- **What the task asks**
Every line in the data below that has the word "sent" should be returned.

= Beginning of Section =

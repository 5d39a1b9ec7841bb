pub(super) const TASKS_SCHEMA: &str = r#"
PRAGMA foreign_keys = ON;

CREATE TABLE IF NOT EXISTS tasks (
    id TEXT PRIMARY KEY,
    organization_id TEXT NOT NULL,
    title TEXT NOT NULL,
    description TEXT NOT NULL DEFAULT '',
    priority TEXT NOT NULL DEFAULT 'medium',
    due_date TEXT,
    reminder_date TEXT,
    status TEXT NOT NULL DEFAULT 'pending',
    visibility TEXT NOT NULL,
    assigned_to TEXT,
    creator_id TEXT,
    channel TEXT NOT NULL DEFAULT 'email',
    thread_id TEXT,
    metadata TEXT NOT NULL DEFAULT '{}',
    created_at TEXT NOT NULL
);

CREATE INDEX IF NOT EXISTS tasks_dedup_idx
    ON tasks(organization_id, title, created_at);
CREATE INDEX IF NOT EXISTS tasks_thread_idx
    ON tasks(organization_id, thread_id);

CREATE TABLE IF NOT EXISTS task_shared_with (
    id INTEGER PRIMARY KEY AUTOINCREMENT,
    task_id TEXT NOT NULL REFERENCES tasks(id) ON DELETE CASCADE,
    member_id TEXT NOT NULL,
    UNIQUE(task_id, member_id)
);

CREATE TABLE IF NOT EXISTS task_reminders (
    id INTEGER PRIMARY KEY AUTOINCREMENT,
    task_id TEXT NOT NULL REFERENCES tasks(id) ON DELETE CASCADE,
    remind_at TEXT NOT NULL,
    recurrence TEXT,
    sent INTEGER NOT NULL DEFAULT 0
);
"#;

= End of Section =
= Beginning of Section =

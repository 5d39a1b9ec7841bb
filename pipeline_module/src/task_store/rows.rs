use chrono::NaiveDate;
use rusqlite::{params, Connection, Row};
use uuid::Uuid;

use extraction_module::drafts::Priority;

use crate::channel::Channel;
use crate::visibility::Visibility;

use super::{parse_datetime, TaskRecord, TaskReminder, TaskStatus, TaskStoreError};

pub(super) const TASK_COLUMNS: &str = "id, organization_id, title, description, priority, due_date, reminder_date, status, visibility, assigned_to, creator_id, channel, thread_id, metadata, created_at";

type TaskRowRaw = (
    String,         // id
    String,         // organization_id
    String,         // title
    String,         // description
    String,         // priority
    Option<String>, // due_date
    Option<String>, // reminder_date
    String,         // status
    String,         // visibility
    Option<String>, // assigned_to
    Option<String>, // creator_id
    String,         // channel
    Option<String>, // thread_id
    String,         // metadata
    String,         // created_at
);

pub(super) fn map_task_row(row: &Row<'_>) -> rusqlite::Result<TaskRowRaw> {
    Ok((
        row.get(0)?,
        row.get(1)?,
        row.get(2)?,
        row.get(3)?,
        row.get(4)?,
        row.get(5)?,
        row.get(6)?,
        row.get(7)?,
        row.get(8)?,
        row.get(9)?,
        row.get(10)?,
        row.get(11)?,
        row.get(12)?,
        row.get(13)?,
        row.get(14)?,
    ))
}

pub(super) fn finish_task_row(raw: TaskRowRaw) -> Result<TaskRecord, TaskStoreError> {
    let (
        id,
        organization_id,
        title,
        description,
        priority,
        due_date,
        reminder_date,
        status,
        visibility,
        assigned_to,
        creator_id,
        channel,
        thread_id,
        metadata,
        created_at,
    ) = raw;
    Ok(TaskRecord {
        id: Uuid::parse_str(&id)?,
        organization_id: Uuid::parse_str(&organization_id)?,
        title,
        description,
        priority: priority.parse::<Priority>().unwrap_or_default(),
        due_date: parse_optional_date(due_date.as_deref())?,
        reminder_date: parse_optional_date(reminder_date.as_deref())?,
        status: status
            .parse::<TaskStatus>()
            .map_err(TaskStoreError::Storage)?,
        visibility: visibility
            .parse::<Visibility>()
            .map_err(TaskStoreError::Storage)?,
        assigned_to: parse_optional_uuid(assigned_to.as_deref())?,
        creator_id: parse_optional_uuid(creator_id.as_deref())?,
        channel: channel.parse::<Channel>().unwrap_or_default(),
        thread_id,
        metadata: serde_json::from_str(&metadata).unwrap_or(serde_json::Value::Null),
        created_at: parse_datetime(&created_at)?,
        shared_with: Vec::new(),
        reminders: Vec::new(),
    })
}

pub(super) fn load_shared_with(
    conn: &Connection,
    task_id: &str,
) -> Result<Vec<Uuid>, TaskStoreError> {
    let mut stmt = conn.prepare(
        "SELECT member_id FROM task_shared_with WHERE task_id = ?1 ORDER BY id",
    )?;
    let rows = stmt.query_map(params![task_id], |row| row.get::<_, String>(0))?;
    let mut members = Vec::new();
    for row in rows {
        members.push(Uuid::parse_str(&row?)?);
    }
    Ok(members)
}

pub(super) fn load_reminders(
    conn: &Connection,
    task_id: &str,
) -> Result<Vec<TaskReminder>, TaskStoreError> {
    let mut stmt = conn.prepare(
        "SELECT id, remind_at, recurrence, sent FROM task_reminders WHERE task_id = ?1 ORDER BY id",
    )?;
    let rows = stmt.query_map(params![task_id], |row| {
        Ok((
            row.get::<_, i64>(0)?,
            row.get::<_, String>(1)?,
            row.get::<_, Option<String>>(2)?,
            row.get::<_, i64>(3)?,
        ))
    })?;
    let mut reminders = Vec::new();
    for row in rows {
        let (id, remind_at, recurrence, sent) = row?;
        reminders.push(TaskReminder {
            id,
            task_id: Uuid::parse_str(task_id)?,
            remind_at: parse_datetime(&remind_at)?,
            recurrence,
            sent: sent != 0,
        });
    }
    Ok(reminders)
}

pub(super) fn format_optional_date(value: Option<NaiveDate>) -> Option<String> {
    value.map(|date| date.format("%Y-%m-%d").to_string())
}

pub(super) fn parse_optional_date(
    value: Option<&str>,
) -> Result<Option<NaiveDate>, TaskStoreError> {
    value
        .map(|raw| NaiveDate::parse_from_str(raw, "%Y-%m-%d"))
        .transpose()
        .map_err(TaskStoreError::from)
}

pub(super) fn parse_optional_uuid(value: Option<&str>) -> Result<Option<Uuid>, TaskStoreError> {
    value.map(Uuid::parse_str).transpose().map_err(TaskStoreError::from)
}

= End of Section =

- **Answer for this exercise**
    sent INTEGER NOT NULL DEFAULT 0
        "SELECT id, remind_at, recurrence, sent FROM task_reminders WHERE task_id = ?1 ORDER BY id",
        let (id, remind_at, recurrence, sent) = row?;
            sent: sent != 0,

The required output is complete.